State oil companies have refused to extend credit for aviation turbine fuel (ATF) supplies to Air India forcing it to cancel 10 flights on Friday. The decision to stop extending credit and sell strictly on a ‘cash-and-carry basis’ was taken by Bharat Petroleum, Hindustan Petroleum and Indian Oil, as AI’s pending dues crossed the Rs 2,200-crore mark.
The debt-ridden national carrier purchases ATF worth Rs 18.5-19 crore daily but is able to pay about Rs 16 crore to the oil companies because of its delicate financial situation. This meant oil companies were suffering a daily loss of Rs 2.5-3 crore on sale of ATF to Air India.
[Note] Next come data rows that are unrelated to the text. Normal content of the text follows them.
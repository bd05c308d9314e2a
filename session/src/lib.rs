#![deny(
    unsafe_code,
    missing_docs,
    dead_code,
    unused_results,
    non_snake_case,
    unreachable_pub
)]

//! Controller that runs a single Gift Hunt playthrough.
//!
//! A [`Session`] owns the world and every interaction system, and is driven
//! by adapter callbacks: pointer clicks, control activations, viewport
//! resizes, asset-load completions, and elapsed time. All work happens on the
//! caller's thread inside those callbacks; judging completes before any
//! outcome media is scheduled.

use std::time::Duration;

use gift_hunt_core::{
    AssetRef, AssetSlot, Command, Event, GiftId, GiftPlacement, TargetDefinition,
    DEFAULT_MAX_ATTEMPTS,
};
use gift_hunt_presentation::{apply_media, apply_overlay, Presenter};
use gift_hunt_system_classifier::{Classifier, NamingContract};
use gift_hunt_system_confirmation::{ConfirmationFlow, Control, FlowState, Resolution};
use gift_hunt_system_outcome::{OutcomeMedia, OutcomePresenter, PresentationTiming};
use gift_hunt_system_picker::{BoundsRayCaster, Camera, Picker, RayCaster, SceneNode, Viewport};
use gift_hunt_system_selector::{default_catalog, select, SelectionError};
use gift_hunt_world::{self as world, query, GameState, World};
use glam::Vec2;
use rand::Rng;
use thiserror::Error;

/// Everything a session needs to start a playthrough.
#[derive(Clone, Debug)]
pub struct SessionConfig {
    /// Retries granted after the first miss.
    pub max_attempts: u32,
    /// Letters the target is drawn from.
    pub catalog: Vec<TargetDefinition>,
    /// Object names the classifier treats specially.
    pub naming: NamingContract,
    /// Delays applied when presenting outcomes.
    pub timing: PresentationTiming,
    /// Outcome animations.
    pub media: OutcomeMedia,
    /// Image asking the player to confirm a placement.
    pub prompt: AssetRef,
    /// Camera the room is viewed through.
    pub camera: Camera,
}

impl Default for SessionConfig {
    fn default() -> Self {
        Self {
            max_attempts: DEFAULT_MAX_ATTEMPTS,
            catalog: default_catalog(),
            naming: NamingContract::default(),
            timing: PresentationTiming::default(),
            media: OutcomeMedia::default(),
            prompt: AssetRef::new("images/question01.png"),
            camera: Camera::default(),
        }
    }
}

/// Errors that prevent a session from starting.
#[derive(Debug, Error)]
pub enum SessionError {
    /// No target letter could be drawn.
    #[error("failed to select a target letter")]
    Selection(#[from] SelectionError),
}

/// Single playthrough of the pick-and-judge game.
#[derive(Debug)]
pub struct Session<C = BoundsRayCaster> {
    world: World,
    letter: AssetRef,
    classifier: Classifier,
    picker: Picker<C>,
    flow: ConfirmationFlow,
    outcome: OutcomePresenter,
    camera: Camera,
    viewport: Viewport,
    room: AssetSlot<SceneNode>,
    gift_model_loaded: bool,
    pending_gift: Option<GiftPlacement>,
    shown_gift: Option<GiftId>,
}

impl Session<BoundsRayCaster> {
    /// Starts a playthrough that picks against scene bounds.
    pub fn new<R: Rng>(
        config: SessionConfig,
        viewport: Viewport,
        rng: &mut R,
    ) -> Result<Self, SessionError> {
        Self::with_caster(config, viewport, BoundsRayCaster, rng)
    }
}

impl<C: RayCaster> Session<C> {
    /// Starts a playthrough that picks through the provided ray caster.
    ///
    /// The target letter is drawn here, exactly once per session.
    pub fn with_caster<R: Rng>(
        config: SessionConfig,
        viewport: Viewport,
        caster: C,
        rng: &mut R,
    ) -> Result<Self, SessionError> {
        let target = select(&config.catalog, rng)?;
        let letter = target.asset().clone();

        let mut world = World::with_max_attempts(config.max_attempts);
        let mut events = Vec::new();
        world::apply(&mut world, Command::BeginPlaythrough { target }, &mut events);

        log::info!(
            "playthrough started with letter {}; {} retries after the first miss",
            letter.as_str(),
            config.max_attempts
        );

        Ok(Self {
            world,
            letter,
            classifier: Classifier::new(&config.naming),
            picker: Picker::new(caster),
            flow: ConfirmationFlow::new(config.prompt),
            outcome: OutcomePresenter::new(config.timing, config.media),
            camera: config.camera.fitted_to(viewport),
            viewport,
            room: AssetSlot::Pending,
            gift_model_loaded: false,
            pending_gift: None,
            shown_gift: None,
        })
    }

    /// Read-only access to the authoritative world.
    #[must_use]
    pub fn world(&self) -> &World {
        &self.world
    }

    /// Bounded-attempt state of the playthrough.
    #[must_use]
    pub fn game_state(&self) -> &GameState {
        query::game_state(&self.world)
    }

    /// Confirmation flow driving the overlay.
    #[must_use]
    pub fn flow(&self) -> &ConfirmationFlow {
        &self.flow
    }

    /// Letter drawn for the playthrough.
    #[must_use]
    pub fn letter(&self) -> &AssetRef {
        &self.letter
    }

    /// Reports whether outcome media currently hides the scene.
    #[must_use]
    pub fn is_scene_hidden(&self) -> bool {
        self.outcome.is_media_visible()
    }

    /// Enables picking once the room model finished loading.
    pub fn room_loaded(&mut self, root: SceneNode) {
        log::debug!("room model loaded as `{}`", root.name());
        self.room = AssetSlot::Loaded(root);
    }

    /// Marks the gift model as loaded and shows any placement made before.
    pub fn gift_loaded<P: Presenter + ?Sized>(&mut self, presenter: &mut P) {
        self.gift_model_loaded = true;
        if let Some(placement) = self.pending_gift.take() {
            self.show_gift(placement, presenter);
        }
    }

    /// Handles a pointer click at the provided viewport position.
    pub fn click<P: Presenter + ?Sized>(&mut self, pointer: Vec2, presenter: &mut P) -> Resolution {
        if self.outcome.is_media_visible() {
            log::debug!("click ignored while outcome media is shown");
            return Resolution::Ignored;
        }

        if !self.flow.is_idle() {
            let control = self.overlay_control_at(pointer, presenter);
            return self.activate(control, presenter);
        }

        let Some(hit) = self
            .picker
            .pick(pointer, self.viewport, &self.camera, &self.room)
        else {
            return Resolution::Ignored;
        };

        let classified = self.classifier.classify(&hit.object_id);
        if !classified.interactable {
            log::debug!("click on `{}` ignored", hit.object_id);
            return Resolution::Ignored;
        }
        if !classified.narrative && self.game_state().outcome().is_terminal() {
            log::debug!("placement prompt suppressed; the playthrough is over");
            return Resolution::Ignored;
        }

        let mut intents = Vec::new();
        let resolution = self
            .flow
            .offer(classified, hit.world_point, &self.letter, &mut intents);
        for intent in intents {
            apply_overlay(presenter, intent);
        }
        self.layout_controls(presenter);
        resolution
    }

    /// Handles activation of an overlay control.
    pub fn activate<P: Presenter + ?Sized>(
        &mut self,
        control: Control,
        presenter: &mut P,
    ) -> Resolution {
        let mut intents = Vec::new();
        let resolution = self.flow.activate(control, &mut intents);
        for intent in intents {
            apply_overlay(presenter, intent);
        }

        if let Resolution::Accepted { place, point } = resolution {
            log::debug!(
                "placement on {} confirmed at ({:.1}, {:.1}, {:.1})",
                place.as_str(),
                point.x,
                point.y,
                point.z
            );
            self.place_gift(Command::PlaceGift { place }, presenter);
        }
        resolution
    }

    /// Handles a viewport resize.
    pub fn resize<P: Presenter + ?Sized>(&mut self, viewport: Viewport, presenter: &mut P) {
        self.viewport = viewport;
        self.camera = self.camera.fitted_to(viewport);
        self.layout_controls(presenter);
    }

    /// Advances the outcome timeline by `dt`.
    pub fn advance<P: Presenter + ?Sized>(&mut self, dt: Duration, presenter: &mut P) {
        let mut requests = Vec::new();
        self.outcome.advance(dt, &mut requests);
        for request in requests {
            apply_media(presenter, request);
        }
    }

    fn place_gift<P: Presenter + ?Sized>(&mut self, command: Command, presenter: &mut P) {
        let mut events = Vec::new();
        world::apply(&mut self.world, command, &mut events);

        for event in events {
            match event {
                Event::GiftPlaced {
                    placement,
                    superseded,
                } => {
                    if let Some(previous) = superseded {
                        log::debug!(
                            "gift {} supersedes gift {}",
                            placement.id.get(),
                            previous.get()
                        );
                    }
                    self.show_gift(placement, presenter);
                }
                Event::AttemptJudged { judgement } => {
                    let state = *query::game_state(&self.world);
                    self.outcome.present(&judgement, &state);
                }
                Event::PlacementRejected { place, reason } => {
                    log::warn!("placement on {} rejected: {reason:?}", place.as_str());
                }
                Event::PlaythroughStarted { .. } | Event::PlaythroughRejected { .. } => {}
            }
        }
    }

    fn show_gift<P: Presenter + ?Sized>(&mut self, placement: GiftPlacement, presenter: &mut P) {
        if !self.gift_model_loaded {
            log::debug!("gift model still loading; holding gift {}", placement.id.get());
            self.pending_gift = Some(placement);
            return;
        }
        if let Some(previous) = self.shown_gift.take() {
            presenter.remove_gift(previous);
        }
        presenter.place_gift(placement);
        self.shown_gift = Some(placement.id);
    }

    fn layout_controls<P: Presenter + ?Sized>(&mut self, presenter: &mut P) {
        if !matches!(self.flow.state(), FlowState::Shown { .. }) {
            return;
        }
        let Some(bounds) = presenter.modal_bounds() else {
            return;
        };
        let mut intents = Vec::new();
        self.flow.layout(bounds, &mut intents);
        for intent in intents {
            apply_overlay(presenter, intent);
        }
    }

    fn overlay_control_at<P: Presenter + ?Sized>(&self, pointer: Vec2, presenter: &P) -> Control {
        if let FlowState::Shown {
            layout: Some(layout),
            ..
        } = self.flow.state()
        {
            if layout.accept.contains(pointer.x, pointer.y) {
                return Control::Accept;
            }
            if layout.decline.contains(pointer.x, pointer.y) {
                return Control::Decline;
            }
        }
        match presenter.modal_bounds() {
            Some(bounds) if bounds.contains(pointer.x, pointer.y) => Control::ModalImage,
            _ => Control::Background,
        }
    }
}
“From Thursday midnight, we decided to sell fuel strictly on a cash-and-carry basis,” an official from an oil company said. As a consequence, at least 10 AI flights, all from South India, were cancelled. But oil companies' stern move seems to have worked and by evening the payment crisis was resolved.
“AI has agreed to pay Rs 18 crore daily towards ATF purchase,” the official added. An AI spokesperson said the issue was resolved and oil companies had resumed fuel supplies without giving specific details.
“For the first time, flights have been cancelled because of inability to pay for fuel. It shows the gravity of financial problem Air India is facing. Oil companies’ decision to resume supplies only means deferment of the problem. The companies can’t supplying fuel without getting cash. Air India needs to take requisite measures to bridge the gap between its income and expenditure,” said AI’s former public relations executive director Jitender Bhargava.
“The government needs to take an urgent decision on Air India’s financial restructuring. The payment crisis is largely the result of the debt burden faced by the airline. It is not related to the airline’s decision to sell tickets at lower than market prices in recent months,” an another aviation analyst remarked.
AI’s outstanding on fuel purchase is Rs 2,264 crore, the official added. Apart from this, AI defaulted on payments to airport operators, catering companies and other service providers. “If oil companies execute the threat and do not supply fuel, AI will not even earn whatever it does now,” an airline official said.
“Air India has been promising they will clear the pending dues. But that issue will be taken up separately,” the official said. Two months ago, oil companies sought a road map from the national carrier how it will clear the Rs 2,000 crore-plus dues.